Allstate hired local counsel for the Honda driver. In deposition testimony, he claimed the police had misunderstood him. he had made a legal U-turn from the left lane and never cut off the van. His passenger gave the same story.
That made George’s case even better. We could prove that the teenager was grossly negligent and that he readily changed his story. The jury would not like that.
The Friday before trial, Allstate offered $1 million to settle all claims.
That was significant. Finally, we had someone’s attention at Allstate’s headquarters. A senior executive had ordered the payment of “extra-contractual” dollars from Allstate’s treasury. Allstate realized it was in bad faith and risked having to pay punitive damages for its misconduct.
Monday morning, we were assigned to a courtroom for trial. Pre-trial motions were argued, a jury selected, and we gave opening statements. Trial testimony opened with the report of the driver of the van.
She testified that the motorcycle was 50 to 100 feet behind her at a safe speed, about the same as her speed. — in the range of 30 mph.
“Suddenly,” the Honda came from her right, “cut her van off,” forcing her to “jam on her brakes.” Her van came to a complete stop. About 2-3 seconds later, she felt an impact – it was George Liu’s helmet hitting the rear of her van.

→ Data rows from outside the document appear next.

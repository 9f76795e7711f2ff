//! The connection handle handed to callers

use crate::connection::Connection;
use crate::protocol::{OkPacket, ResultSet};
use crate::version::ServerVersion;
use crate::Result;
use std::fmt;
use std::time::{Duration, Instant};
use tokio::sync::Mutex;

/// Server implementation detected by the probe
#[derive(Debug, Clone, Default, PartialEq, Eq)]
pub struct Flavor {
    /// Data directory contains `rds`
    pub rds: bool,
    /// TiDB product version (e.g. `v7.1.0`) when the banner carries the marker
    pub tidb_version: Option<String>,
    /// MySQL version a TiDB server claims compatibility with
    pub mysql_compat_version: Option<String>,
    /// Banner carries the MariaDB marker
    pub mariadb: bool,
}

impl Flavor {
    /// Whether the server is TiDB
    pub fn is_tidb(&self) -> bool {
        self.tidb_version.is_some()
    }

    /// Short name for logs
    pub fn name(&self) -> &'static str {
        if self.is_tidb() {
            "tidb"
        } else if self.mariadb {
            "mariadb"
        } else if self.rds {
            "rds"
        } else {
            "mysql"
        }
    }
}

/// A ready connection with its probed version and flavor
///
/// The record owns exactly one physical connection. Statements issued through
/// it are serialized on that connection; it is never re-dialed. A severed
/// connection surfaces as an error from the next statement.
pub struct ConnectionRecord {
    conn: Mutex<Connection>,
    version: ServerVersion,
    flavor: Flavor,
    dsn: String,
    max_lifetime: Option<Duration>,
    created_at: Instant,
}

impl ConnectionRecord {
    /// Wrap a normalized, probed connection
    pub fn new(
        conn: Connection,
        version: ServerVersion,
        flavor: Flavor,
        dsn: String,
        max_lifetime: Option<Duration>,
    ) -> Self {
        Self {
            conn: Mutex::new(conn),
            version,
            flavor,
            dsn,
            max_lifetime,
            created_at: Instant::now(),
        }
    }

    /// Server version
    pub fn version(&self) -> &ServerVersion {
        &self.version
    }

    /// Detected flavor
    pub fn flavor(&self) -> &Flavor {
        &self.flavor
    }

    /// Managed RDS server
    pub fn is_rds(&self) -> bool {
        self.flavor.rds
    }

    /// TiDB server
    pub fn is_tidb(&self) -> bool {
        self.flavor.is_tidb()
    }

    /// MariaDB server
    pub fn is_mariadb(&self) -> bool {
        self.flavor.mariadb
    }

    /// TiDB product version
    pub fn tidb_version(&self) -> Option<&str> {
        self.flavor.tidb_version.as_deref()
    }

    /// MySQL compatibility version advertised by TiDB
    pub fn mysql_compat_version(&self) -> Option<&str> {
        self.flavor.mysql_compat_version.as_deref()
    }

    /// DSN the connection was made with (password masked)
    pub fn dsn(&self) -> &str {
        &self.dsn
    }

    /// Configured lifetime hint; not enforced
    pub fn max_lifetime(&self) -> Option<Duration> {
        self.max_lifetime
    }

    /// Time since the connection became ready
    pub fn age(&self) -> Duration {
        self.created_at.elapsed()
    }

    /// Run a statement, returning its OK packet
    pub async fn execute(&self, sql: &str) -> Result<OkPacket> {
        self.conn.lock().await.execute(sql).await
    }

    /// Run a statement, returning its rows
    pub async fn query(&self, sql: &str) -> Result<ResultSet> {
        self.conn.lock().await.query(sql).await
    }

    /// First column of the first row (`None` for no rows or NULL)
    pub async fn query_scalar(&self, sql: &str) -> Result<Option<String>> {
        let rows = self.query(sql).await?;
        Ok(rows.first_value().map(str::to_string))
    }

    /// COM_PING
    pub async fn ping(&self) -> Result<()> {
        self.conn.lock().await.ping().await
    }

    /// Send COM_QUIT and close the socket
    pub async fn close(self) -> Result<()> {
        self.conn.into_inner().close().await
    }
}

impl fmt::Debug for ConnectionRecord {
    fn fmt(&self, f: &mut fmt::Formatter<'_>) -> fmt::Result {
        f.debug_struct("ConnectionRecord")
            .field("dsn", &self.dsn)
            .field("version", &self.version.to_string())
            .field("flavor", &self.flavor.name())
            .finish_non_exhaustive()
    }
}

At the end of the second day, our mediator called me to report that Allstate had raised its settlement offer to $2 million. We were not interested.

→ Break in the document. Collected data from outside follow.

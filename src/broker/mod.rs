//! Connection broker
//!
//! Turns a [`Configuration`] into one ready [`ConnectionRecord`]:
//!
//! 1. resolve the credential ([`CredentialSource`])
//! 2. register custom TLS material and pick the TLS context
//! 3. select the dial path ([`DialSpec`]) and assemble login options
//! 4. dial + login + ping, retried within `connect_retry_timeout`
//! 5. normalize the session SQL mode for the server version
//! 6. probe the data directory for the server flavor
//!
//! The broker keeps no per-connection state; every call starts from `Idle`.
//! Cancellation is observed at every await point, including mid-backoff.

pub mod probe;
pub mod retry;
pub mod session;
pub mod state;

pub use retry::{classify, AttemptOutcome, RetryBudget};
pub use session::{quote_identifier, session_statement};
pub use state::AttemptState;

use crate::auth::CredentialSource;
use crate::client::{ConnectOptions, ConnectionRecord};
use crate::config::Configuration;
use crate::connection::{Connection, ConnectionConfig, TlsRegistry};
use crate::metrics::{counters, histograms, labels};
use crate::net::{DialSpec, Dialer};
use crate::{Error, Result};
use std::io;
use std::sync::Arc;
use std::time::{Duration, Instant};
use tokio_util::sync::CancellationToken;
use tracing::Instrument;

/// Builds ready connections from configurations
#[derive(Debug, Clone, Default)]
pub struct ConnectionBroker {
    tls_registry: TlsRegistry,
    dialer: Option<Arc<dyn Dialer>>,
}

impl ConnectionBroker {
    /// Broker with an empty TLS registry and the dialer chosen per configuration
    pub fn new() -> Self {
        Self::default()
    }

    /// Replace the network dialer for every connect
    ///
    /// A Cloud SQL connector supplied by the credential still takes precedence.
    pub fn with_dialer(mut self, dialer: Arc<dyn Dialer>) -> Self {
        self.dialer = Some(dialer);
        self
    }

    /// Use a shared TLS registry
    pub fn with_tls_registry(mut self, registry: TlsRegistry) -> Self {
        self.tls_registry = registry;
        self
    }

    /// Named TLS contexts available to configurations
    pub fn tls_registry(&self) -> &TlsRegistry {
        &self.tls_registry
    }

    /// Build one ready connection
    ///
    /// Failures other than cancellation and budget exhaustion come back as
    /// [`Error::Connect`] carrying the configured endpoint and the failure class.
    pub async fn connect(
        &self,
        config: &Configuration,
        cancel: &CancellationToken,
    ) -> Result<ConnectionRecord> {
        let started = Instant::now();
        let endpoint = config.endpoint.clone();

        let result = tokio::select! {
            biased;
            _ = cancel.cancelled() => Err(Error::Canceled),
            result = self
                .connect_inner(config)
                .instrument(tracing::info_span!("connect", endpoint = %endpoint, user = %config.username)) => result,
        };

        histograms::connect_duration(started.elapsed());

        result.map_err(|err| {
            tracing::warn!(endpoint = %endpoint, class = %err.class(), error = %err, "connect failed");
            connect_error(endpoint, err)
        })
    }

    async fn connect_inner(&self, config: &Configuration) -> Result<ConnectionRecord> {
        let mut state = AttemptState::Idle;

        state.transition(AttemptState::ResolvingCredential)?;
        let source = CredentialSource::for_config(config);
        let credential = source.resolve(config).await?;

        if let Some(bundle) = &config.custom_tls {
            self.tls_registry.register_custom(bundle).await?;
        }
        let tls = self.tls_registry.resolve(&config.tls_mode()?).await?;

        let spec = DialSpec::from_config(config)?;
        let dialer = credential
            .dialer()
            .or_else(|| self.dialer.clone())
            .unwrap_or_else(|| spec.dialer());

        let options = ConnectOptions::assemble(config, &credential, &spec, tls)?;
        tracing::debug!(
            dsn = %options,
            source = source.name(),
            dialer = dialer.name(),
            "connect options assembled"
        );
        if let Some(requested) = config.max_open_conns.filter(|n| *n != 1) {
            tracing::debug!(
                requested,
                effective = config.effective_max_open_conns(),
                "max_open_conns pinned to a single connection"
            );
        }

        let login = options.to_connection_config();
        let mut conn = dial_with_retry(
            dialer.as_ref(),
            &spec,
            &login,
            config.connect_retry_timeout,
            &mut state,
        )
        .await?;

        state.transition(AttemptState::Connected)?;
        match normalize_and_probe(&mut conn, &mut state).await {
            Ok((version, flavor)) => {
                state.transition(AttemptState::Ready)?;
                tracing::info!(
                    version = %version,
                    flavor = flavor.name(),
                    tls = conn.is_tls(),
                    "connection ready"
                );
                Ok(ConnectionRecord::new(
                    conn,
                    version,
                    flavor,
                    options.dsn(),
                    config.max_conn_lifetime,
                ))
            }
            Err(err) => {
                if let Err(close_err) = conn.close().await {
                    tracing::debug!(error = %close_err, "close after failed probe");
                }
                Err(err)
            }
        }
    }
}

/// Dial, log in and ping until success, an abort, or the budget runs out
async fn dial_with_retry(
    dialer: &dyn Dialer,
    spec: &DialSpec,
    login: &ConnectionConfig,
    timeout: Duration,
    state: &mut AttemptState,
) -> Result<Connection> {
    let mut budget = RetryBudget::new(timeout);
    let mut attempt = 0u32;

    loop {
        attempt += 1;
        state.transition(AttemptState::Dialing { attempt })?;

        let remaining = budget.remaining();
        let result = match tokio::time::timeout(remaining, connect_once(dialer, spec, login)).await
        {
            Ok(result) => result,
            Err(_) => Err(Error::Io(io::Error::new(
                io::ErrorKind::TimedOut,
                format!("attempt did not finish within the remaining {:?}", remaining),
            ))),
        };

        let err = match classify(result) {
            AttemptOutcome::Success(conn) => {
                counters::connect_attempt(labels::OUTCOME_SUCCESS);
                tracing::debug!(attempt, "connected");
                return Ok(conn);
            }
            AttemptOutcome::Abort(err) => {
                counters::connect_attempt(labels::OUTCOME_ABORT);
                tracing::debug!(attempt, error = %err, "attempt aborted");
                return Err(err);
            }
            AttemptOutcome::Retry(err) => err,
        };

        let Some(delay) = budget.next_backoff() else {
            counters::connect_attempt(labels::OUTCOME_ABORT);
            return Err(retry_timeout(spec, &budget, err));
        };

        counters::connect_attempt(labels::OUTCOME_RETRY);
        counters::connect_retry();
        tracing::warn!(
            attempt,
            error = %err,
            backoff_ms = delay.as_millis() as u64,
            "connect attempt failed, retrying"
        );
        tokio::time::sleep(delay).await;

        if budget.is_exhausted() {
            return Err(retry_timeout(spec, &budget, err));
        }
    }
}

/// One attempt: dial, log in, ping
async fn connect_once(
    dialer: &dyn Dialer,
    spec: &DialSpec,
    login: &ConnectionConfig,
) -> Result<Connection> {
    let transport = dialer.dial(&spec.target).await?;
    let mut conn = Connection::establish(transport, login).await?;
    conn.ping().await?;
    Ok(conn)
}

async fn normalize_and_probe(
    conn: &mut Connection,
    state: &mut AttemptState,
) -> Result<(crate::ServerVersion, crate::Flavor)> {
    let (banner, version) = probe::server_version(conn).await?;
    let statement = session_statement(&version);
    conn.execute(statement).await?;
    tracing::debug!(version = %version, statement, "session normalized");
    state.transition(AttemptState::SessionNormalized)?;

    let datadir = probe::datadir(conn).await?;
    let flavor = probe::parse_flavor(&banner, &datadir);
    state.transition(AttemptState::VersionProbed)?;
    Ok((version, flavor))
}

fn retry_timeout(spec: &DialSpec, budget: &RetryBudget, last: Error) -> Error {
    Error::RetryTimeout {
        endpoint: spec.target.address(),
        timeout: budget.timeout(),
        source: Box::new(last),
    }
}

fn connect_error(endpoint: String, err: Error) -> Error {
    match err {
        Error::Canceled | Error::RetryTimeout { .. } | Error::Connect { .. } => err,
        err => Error::Connect {
            endpoint,
            class: err.class(),
            source: Box::new(err),
        },
    }
}

#[cfg(test)]
mod tests {
    use super::*;
    use crate::ErrorClass;

    #[test]
    fn test_connect_error_wraps_with_class() {
        let err = connect_error("db:3306".into(), Error::Config("bad proxy".into()));
        assert_eq!(err.class(), ErrorClass::Config);
        assert!(matches!(err, Error::Connect { ref endpoint, .. } if endpoint == "db:3306"));
    }

    #[test]
    fn test_connect_error_keeps_cancel_and_timeout() {
        assert!(matches!(
            connect_error("db".into(), Error::Canceled),
            Error::Canceled
        ));
        let timeout = Error::RetryTimeout {
            endpoint: "db:3306".into(),
            timeout: Duration::from_secs(1),
            source: Box::new(Error::ConnectionClosed),
        };
        assert!(matches!(
            connect_error("db".into(), timeout),
            Error::RetryTimeout { .. }
        ));
    }

    #[tokio::test]
    async fn test_password_with_iam_fails_before_network() {
        let config = Configuration::builder("aws://db.internal:3306", "admin")
            .password("secret")
            .build();
        let err = ConnectionBroker::new()
            .connect(&config, &CancellationToken::new())
            .await
            .unwrap_err();
        assert_eq!(err.class(), ErrorClass::Config);
    }

    #[tokio::test]
    async fn test_canceled_before_start() {
        let cancel = CancellationToken::new();
        cancel.cancel();
        let config = Configuration::builder("127.0.0.1:1", "admin").build();
        let err = ConnectionBroker::new()
            .connect(&config, &cancel)
            .await
            .unwrap_err();
        assert!(matches!(err, Error::Canceled));
    }
}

The most convincing evidence we had was a state-of-the-art computer simulation by our accident reconstruction specialist that showed:
- the crash developed over four seconds
- the van blocked George’s view in front of him
- the curve made it impossible for George to see the Honda’s illegal U-turn
- the Honda cut-off the van and forced an emergency stop.
Before trial started on the third day, the mediator reported that Allstate had increased its settlement offer to $3.5 million.
After court on the third day, George and I were preparing his direct testimony for the next day and reviewing our day-in-the life video, when the phone rang. Allstate was now offering $4 million. I told the mediator that $6 million would settle the case and that I knew he had more authority. I abruptly hung up. The mediator called me back and confessed that he had $4.5, but if I wanted more I would have to take it away from Allstate. I said “fine” and ended the call.
After a spirited discussion with George that I will never forget, George told me he would take the $4.5 offer.
On the fourth day of trial in open court, George Liu agreed to settle his claims for $4.5 million. We never learned what the original adjuster had to say about this decision.
Listen to George’s heart-breaking account of the events in his own words.
Here are the lessons to be learned from this case study.
- Do not accept at face value a police officer’s conclusions.
- The goal of a policy limits demand letter is not to settle the claim but to trigger a rejection and provide the opportunity to collect above and beyond the policy limits.
- Anyone with a claim should understand that their most valuable right is to make a policy limits demand. Avoid piecemeal discussions with adjusters.
- Draft a demand that meets the requirements of a good faith offer to settle so that insurance coverage counsel will agree that it was a mistake not to accept the settlement offer.
- Demand the policy even when you do not know the limits. The reality is that in most cases, with exceptions, the policy is all that is available to satisfy the claim.
- Give a deserving client the chance to fully collect for their loss.
- Get a second opinion to determine if the carrier is in bad faith for rejecting a policy limits demand. That will allow you to try the case without second-guessing if you have made the right decision.
- Keep settlement discussions going after trial has started. The settlement offer will probably change after you put on your best evidence.
- When there is “good money” on the table, take the win.